If it weren’t for the plastic tags in the cows’ ears and the overhead drone of occasional passenger planes, we could be 600 years ago. That’s about the last time storks nested wild in England, Isabella Tree told me. A writer, farmer and owner of the Knepp Estate, Tree strides across this magnificently dishevelled landscape crafted by herself and her husband, Charles Burrell.

Rewind 23 years and this place was a debt-ridden, subsidy-dependent farm, its already poor soil made worse by intensive agricultural practices. There were certainly no storks.

But Tree and Burrell have helped nature re-establish its course at Knepp since then, in a process known as rewilding. Reintroducing white storks is merely the icing on the cake. Fencing has been ripped down, large mammals introduced, drains smashed, even a river rewiggled. Reintroduced beavers have masterminded a whole new wetland.

Now the place is thriving. Harvest mice, hedgehogs and hobby falcons, dormice, dung beetles and dingy skipper butterflies, among many others, have established themselves here. Surveys have found an astounding 650 invertebrates species (almost 10 per cent of the UK’s known vertebrates).

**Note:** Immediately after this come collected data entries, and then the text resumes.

//! UDP endpoint descriptors.
//!
//! An [`Endpoint`] mirrors the native descriptor layout: family, 16 address
//! bytes, port, interface index. Any part may be left unset (family
//! `Unspec`, port 0, netif 0) to let the stack choose.
//!
//! # Text form
//!
//! ```text
//! [2001:db8::1]:5683      IPv6 with port
//! [fe80::1%3]:5683        IPv6 with interface index
//! [::1]                   IPv6, port unset
//! 192.0.2.7:5683          IPv4 with port
//! 192.0.2.7               IPv4, port unset
//! ```

use std::fmt;
use std::net::{IpAddr, Ipv4Addr, Ipv6Addr, SocketAddr, SocketAddrV4, SocketAddrV6};
use std::str::FromStr;

use thiserror::Error;

/// Port value meaning "any / let the stack pick".
pub const ANY_PORT: u16 = 0;

/// Interface index meaning "any interface".
pub const ANY_NETIF: u16 = 0;

/// Address family of an [`Endpoint`].
#[derive(Debug, Clone, Copy, Default, PartialEq, Eq)]
pub enum AddressFamily {
    /// No address given.
    #[default]
    Unspec,
    /// IPv6.
    Inet6,
    /// IPv4, stored in the first four address bytes.
    Inet4,
}

/// The text form could not be parsed.
#[derive(Debug, Clone, Copy, PartialEq, Eq, Error)]
#[error("Address/port badly formatted")]
pub struct EndpointParseError;

/// A possibly partial UDP endpoint.
#[derive(Debug, Clone, Copy, PartialEq, Eq)]
pub struct Endpoint {
    /// Address family; `Unspec` means the address bytes are ignored.
    pub family: AddressFamily,
    /// Raw address bytes (IPv4 uses the first four).
    pub addr: [u8; 16],
    /// Port, or [`ANY_PORT`].
    pub port: u16,
    /// Interface index, or [`ANY_NETIF`].
    pub netif: u16,
}

impl Default for Endpoint {
    fn default() -> Self {
        Self::any()
    }
}

impl Endpoint {
    /// Fully unset endpoint.
    #[must_use]
    pub const fn any() -> Self {
        Self {
            family: AddressFamily::Unspec,
            addr: [0; 16],
            port: ANY_PORT,
            netif: ANY_NETIF,
        }
    }

    /// Endpoint with only a port.
    #[must_use]
    pub const fn with_port(port: u16) -> Self {
        Self {
            port,
            ..Self::any()
        }
    }

    /// IPv6 endpoint.
    #[must_use]
    pub fn ipv6(addr: Ipv6Addr, port: u16) -> Self {
        Self {
            family: AddressFamily::Inet6,
            addr: addr.octets(),
            port,
            netif: ANY_NETIF,
        }
    }

    /// IPv4 endpoint.
    #[must_use]
    pub fn ipv4(addr: Ipv4Addr, port: u16) -> Self {
        let mut bytes = [0; 16];
        bytes[..4].copy_from_slice(&addr.octets());
        Self {
            family: AddressFamily::Inet4,
            addr: bytes,
            port,
            netif: ANY_NETIF,
        }
    }

    /// The address, if one is set.
    #[must_use]
    pub fn ip(&self) -> Option<IpAddr> {
        match self.family {
            AddressFamily::Unspec => None,
            AddressFamily::Inet6 => Some(IpAddr::V6(Ipv6Addr::from(self.addr))),
            AddressFamily::Inet4 => Some(IpAddr::V4(Ipv4Addr::new(
                self.addr[0],
                self.addr[1],
                self.addr[2],
                self.addr[3],
            ))),
        }
    }

    /// Socket address to bind or send to. An unset address maps to `[::]`.
    #[must_use]
    pub fn to_socket_addr(&self) -> SocketAddr {
        match self.ip() {
            Some(IpAddr::V4(v4)) => SocketAddr::V4(SocketAddrV4::new(v4, self.port)),
            Some(IpAddr::V6(v6)) => {
                SocketAddr::V6(SocketAddrV6::new(v6, self.port, 0, u32::from(self.netif)))
            }
            None => SocketAddr::V6(SocketAddrV6::new(
                Ipv6Addr::UNSPECIFIED,
                self.port,
                0,
                u32::from(self.netif),
            )),
        }
    }

    /// Describe a concrete socket address.
    #[must_use]
    pub fn from_socket_addr(addr: SocketAddr) -> Self {
        match addr {
            SocketAddr::V4(v4) => Self::ipv4(*v4.ip(), v4.port()),
            SocketAddr::V6(v6) => Self {
                netif: u16::try_from(v6.scope_id()).unwrap_or(ANY_NETIF),
                ..Self::ipv6(*v6.ip(), v6.port())
            },
        }
    }

    /// Whether a datagram source satisfies this endpoint used as a filter.
    ///
    /// Unset parts match anything. IPv4-mapped IPv6 sources compare equal to
    /// their IPv4 form.
    #[must_use]
    pub fn matches(&self, source: &SocketAddr) -> bool {
        if self.port != ANY_PORT && self.port != source.port() {
            return false;
        }
        match self.ip() {
            None => true,
            Some(ip) => canonical_ip(ip) == canonical_ip(source.ip()),
        }
    }
}

fn canonical_ip(ip: IpAddr) -> IpAddr {
    match ip {
        IpAddr::V6(v6) => v6.to_ipv4_mapped().map_or(IpAddr::V6(v6), IpAddr::V4),
        v4 @ IpAddr::V4(_) => v4,
    }
}

fn parse_port(s: &str) -> Result<u16, EndpointParseError> {
    if s.is_empty() || !s.bytes().all(|b| b.is_ascii_digit()) {
        return Err(EndpointParseError);
    }
    s.parse().map_err(|_overflow| EndpointParseError)
}

impl FromStr for Endpoint {
    type Err = EndpointParseError;

    fn from_str(s: &str) -> Result<Self, Self::Err> {
        if let Some(rest) = s.strip_prefix('[') {
            let (host, tail) = rest.split_once(']').ok_or(EndpointParseError)?;
            let (addr, netif) = match host.split_once('%') {
                Some((addr, netif)) => (addr, parse_port(netif)?),
                None => (host, ANY_NETIF),
            };
            let addr = Ipv6Addr::from_str(addr).map_err(|_bad| EndpointParseError)?;
            let port = match tail {
                "" => ANY_PORT,
                _ => parse_port(tail.strip_prefix(':').ok_or(EndpointParseError)?)?,
            };
            return Ok(Self {
                netif,
                ..Self::ipv6(addr, port)
            });
        }

        let (host, port) = match s.split_once(':') {
            Some((host, port)) => (host, parse_port(port)?),
            None => (s, ANY_PORT),
        };
        let addr = Ipv4Addr::from_str(host).map_err(|_bad| EndpointParseError)?;
        Ok(Self::ipv4(addr, port))
    }
}

impl fmt::Display for Endpoint {
    fn fmt(&self, f: &mut fmt::Formatter<'_>) -> fmt::Result {
        match self.ip() {
            Some(IpAddr::V4(v4)) => write!(f, "{}:{}", v4, self.port),
            Some(IpAddr::V6(v6)) if self.netif != ANY_NETIF => {
                write!(f, "[{}%{}]:{}", v6, self.netif, self.port)
            }
            Some(IpAddr::V6(v6)) => write!(f, "[{}]:{}", v6, self.port),
            None => write!(f, "[::]:{}", self.port),
        }
    }
}

#[cfg(test)]
mod tests {
    use super::*;

    #[test]
    fn test_parse_ipv6_with_port() {
        let ep: Endpoint = "[2001:db8::1]:5683".parse().expect("valid endpoint");
        assert_eq!(ep.family, AddressFamily::Inet6);
        assert_eq!(ep.ip(), Some("2001:db8::1".parse().expect("ip")));
        assert_eq!(ep.port, 5683);
        assert_eq!(ep.netif, ANY_NETIF);
    }

    #[test]
    fn test_parse_ipv6_without_port() {
        let ep: Endpoint = "[::1]".parse().expect("valid endpoint");
        assert_eq!(ep.ip(), Some(IpAddr::V6(Ipv6Addr::LOCALHOST)));
        assert_eq!(ep.port, ANY_PORT);
    }

    #[test]
    fn test_parse_ipv6_with_netif() {
        let ep: Endpoint = "[fe80::1%7]:1234".parse().expect("valid endpoint");
        assert_eq!(ep.netif, 7);
        assert_eq!(ep.port, 1234);
        assert_eq!(ep.to_string(), "[fe80::1%7]:1234");
    }

    #[test]
    fn test_parse_ipv4() {
        let ep: Endpoint = "127.0.0.1:9000".parse().expect("valid endpoint");
        assert_eq!(ep.family, AddressFamily::Inet4);
        assert_eq!(ep.to_socket_addr(), "127.0.0.1:9000".parse().expect("addr"));

        let bare: Endpoint = "10.0.0.2".parse().expect("valid endpoint");
        assert_eq!(bare.port, ANY_PORT);
    }

    #[test]
    fn test_parse_rejects_malformed() {
        for bad in [
            "",
            "::1",
            "[::1",
            "[::1]1234",
            "[::1]:",
            "[::1]:70000",
            "[::1]:-1",
            "[not-an-ip]:1",
            "[::1%x]:1",
            "localhost:80",
            "127.0.0.1:",
            "127.0.0.1:port",
        ] {
            assert_eq!(bad.parse::<Endpoint>(), Err(EndpointParseError), "{bad:?}");
        }
    }

    #[test]
    fn test_display_round_trips() {
        for text in ["[2001:db8::1]:5683", "[::1]:0", "192.0.2.7:53"] {
            let ep: Endpoint = text.parse().expect("valid endpoint");
            assert_eq!(ep.to_string(), text);
        }
        assert_eq!(Endpoint::with_port(99).to_string(), "[::]:99");
    }

    #[test]
    fn test_unset_address_binds_unspecified() {
        let addr = Endpoint::with_port(4000).to_socket_addr();
        assert_eq!(addr, "[::]:4000".parse().expect("addr"));
    }

    #[test]
    fn test_filter_matching() {
        let src: SocketAddr = "[::ffff:127.0.0.1]:5000".parse().expect("addr");

        assert!(Endpoint::any().matches(&src));
        assert!(Endpoint::with_port(5000).matches(&src));
        assert!(!Endpoint::with_port(5001).matches(&src));
        assert!(Endpoint::ipv4(Ipv4Addr::LOCALHOST, 0).matches(&src));
        assert!(!Endpoint::ipv6(Ipv6Addr::LOCALHOST, 5000).matches(&src));
    }

    #[test]
    fn test_from_socket_addr_keeps_scope() {
        let addr: SocketAddr = "[fe80::2%4]:8080".parse().expect("addr");
        let ep = Endpoint::from_socket_addr(addr);
        assert_eq!(ep.netif, 4);
        assert_eq!(ep.port, 8080);
    }
}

Humans have increased too: when a stork couple at Knepp became the first since 1416 to naturally breed in the UK during one of the 2020 lockdowns, the BBC show Springwatch featured it. The day lockdown was lifted, more than a thousand people rushed to see this marvel, Tree tells me.

“Storks are this kind of symbol of hope and rebirth and regeneration. And I think rewilding is giving a lot of people hope, and the storks are such an amazing emblem for that,” says Knepp’s lead ecologist, Penny Green.

Rewilding

Isabella Tree runs Knepp with her husband, Charlie Burrell. Image: Anthony Cullen

Rewilding Knepp

Tree and Burrell inherited the Knepp estate in 1987. They spent 13 years battling the farm’s heavy clay landscape, which they say is “like concrete in summer and the rest of the year unfathomable porridge.”

They made money, dependent on subsidies, just twice in all that time. Something had to give.

In 2000, they sold off their dairy herds and machinery to offset huge debts and contracted out their arable land. But that was also the year Grazing Ecology and Forest History, by Dutch conservationist Frans Vera, was translated into English. The book so inspired Burrell and Tree that they went to see Vera and the landscape he stewarded in Oostvaardersplassen, the Netherlands.

The following year, armed with a Countryside Stewardship government grant, they withdrew their first fields from intensive agriculture.

Two decades ago Knepp was a debt-ridden, subsidy-dependent farm. Image: Charlie Burrell/Knepp Wildland

“We weren’t brave enough just to say, ‘let’s rewild the whole thing,’” Tree says. It took six years to bring it all out of production, worst first.

By 2022, a green paper from the UK government’s Department for Environment, Food and Rural Affairs was hailing Knepp as a “huge success,” showing how restoring natural dynamics can quickly lead to nature recovery.

The estate’s income stream now includes renting out converted farm buildings as offices and event spaces, ecotourism safaris and accommodation, organic meat and their ongoing Countryside Stewardship grant.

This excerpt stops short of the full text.